Como em todo processo de
transição política foram muitas as vítimas a cada vez que houve mudança
significativa. Assim aconteceu quando trabalhada a idéia da Independência e da
proclamação da República. Mesmo o inesperado Estado Novo, produziu suas
vítimas. A segunda República e a Ditadura Militar, imolaram nos altares da
vaidade, da intolerância, da cupidez humana, milhares de pessoas. Os imolados nunca se restringiram a um lado,
ambos perderam, vidas ceifadas não podem ser usadas como material de desforra.

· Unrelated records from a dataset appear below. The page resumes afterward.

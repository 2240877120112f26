//! Demo wiring for the reminder scheduler.
//!
//! Seeds an in-memory task list, runs the scheduler on a short interval,
//! mutates the list while it runs, and prints every event it fired. Set
//! `CHIME_MAILER_URL` to POST real reminder emails instead of recording
//! them, and `RUST_LOG=debug` to watch per-tick reports.

use std::sync::Arc;

use chime_core::domain::Task;
use chime_core::impls::{ConsoleNotifier, HttpMailer, InMemoryTaskSource, RecordingEventSink, RecordingMailer};
use chime_core::ports::{Clock, IdGenerator, ReminderMailer, SystemClock, UlidGenerator};
use chime_core::{SchedulerBuilder, SchedulerConfig};
use log::info;
use tokio::time::{Duration, sleep};

#[tokio::main]
async fn main() {
    env_logger::init();

    let now = SystemClock.now();
    let ids = UlidGenerator::new(SystemClock);
    let tasks = Arc::new(InMemoryTaskSource::new());

    // (A) a session's worth of tasks: one inside the reminder window, one
    // later today, one overdue, one done, one with no deadline
    let expense = Task::new(ids.generate_task_id(), "Submit expense report")
        .unwrap()
        .with_due_date(now + chrono::Duration::minutes(30))
        .with_tags(&["work"]);
    let expense_id = expense.id();
    tasks.insert(expense);

    tasks.insert(
        Task::new(ids.generate_task_id(), "Water the plants")
            .unwrap()
            .with_due_date(now + chrono::Duration::hours(6))
            .with_tags(&["home"]),
    );
    tasks.insert(
        Task::new(ids.generate_task_id(), "Reply to landlord")
            .unwrap()
            .with_due_date(now - chrono::Duration::days(1)),
    );
    let mut done = Task::new(ids.generate_task_id(), "Book dentist").unwrap();
    done.set_completed(true);
    tasks.insert(done);
    tasks.insert(Task::new(ids.generate_task_id(), "Read that article").unwrap());

    // (B) ports: console notifications; recorded emails unless a real
    // endpoint is configured
    let recording_mailer = Arc::new(RecordingMailer::new());
    let mailer: Arc<dyn ReminderMailer> = match std::env::var("CHIME_MAILER_URL") {
        Ok(base) => {
            info!("sending reminder emails to {base}");
            Arc::new(HttpMailer::for_base_url(&base))
        }
        Err(_) => recording_mailer.clone(),
    };
    let events = Arc::new(RecordingEventSink::new());

    let config = SchedulerConfig {
        poll_interval: Duration::from_secs(2),
        ..SchedulerConfig::default_v1()
    };

    let scheduler = Arc::new(
        SchedulerBuilder::new()
            .recipient("demo@example.com")
            .config(config)
            .task_source(tasks.clone())
            .notifier(Arc::new(ConsoleNotifier::granted()))
            .mailer(mailer)
            .event_sink(events.clone())
            .build()
            .expect("scheduler wiring is complete"),
    );

    // (C) run for a few polls, mutating the list in between
    let handle = scheduler.start();
    sleep(Duration::from_secs(3)).await;

    println!("completing \"Submit expense report\"...");
    tasks.complete(&expense_id);
    tasks.insert(
        Task::new(ids.generate_task_id(), "Call the bank")
            .unwrap()
            .with_due_date(SystemClock.now() + chrono::Duration::minutes(45)),
    );
    sleep(Duration::from_secs(3)).await;

    // (D) graceful shutdown, then show what fired
    handle.shutdown_and_join().await;
    // spawned email sends are fire-and-forget; give stragglers a moment
    sleep(Duration::from_millis(100)).await;

    println!("events:");
    for event in events.drain() {
        println!("  {}", serde_json::to_string(&event).expect("event serializes"));
    }
    println!(
        "recorded reminder emails: {}",
        recording_mailer.reminders().len()
    );
}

A campanha e a materialização
de atos que importam em retirar de logradouros públicos os nomes ligados à
revolução ou a outro segmento político, é tão truculento quanto pode ter sido a
colocação desses. A diferença é que a retirada é atual e, portanto, suas
consequências serão atuais. Apagar a História poderá cobrar caro a seus
arquitetos.
Imaginem vocês trocar nomes de
locais que normalmente repetem-se pelo Brasil afora. Ruas Duque de Caxias, Marechal
Deodoro da Fonseca, Almirante Barroso, Brigadeiro Eduardo Gomes, Castelo Branco,
Ernesto Geisel, João Baptista Figueiredo, Emílio Garrastazu Medici, Arthur da
Costa e Silva, Aurélio de Lira Tavares, Augusto Rademaker, Márcio de Souza Melo, pode até não causar
grandes transtornos em cidades maiores, porém em localidades onde as pessoas
são mais simples, sem maiores informações o mínimo será a confusão nos já tão
conhecidos endereços.
Homenagear figuras como Carlos
Mariguella, Vladimir Herzog, Manoel Fiel Filho, João Amazonas, José Genoíno,
José Dirceu, Apolônio de Carvalho, Zuleika Angel Jones, Hugo Chaves, os irmãos
Castro e tantos outros que lutaram por seus ideais é uma opção que não se choca
com a História, não exclui, não induz ao erro de governos totalitários que
baniram livros, uso de certas palavras e expurgaram, artificialmente, figuras
históricas.
É muito tênue, em termos
históricos, a linha que separa o herói do vilão.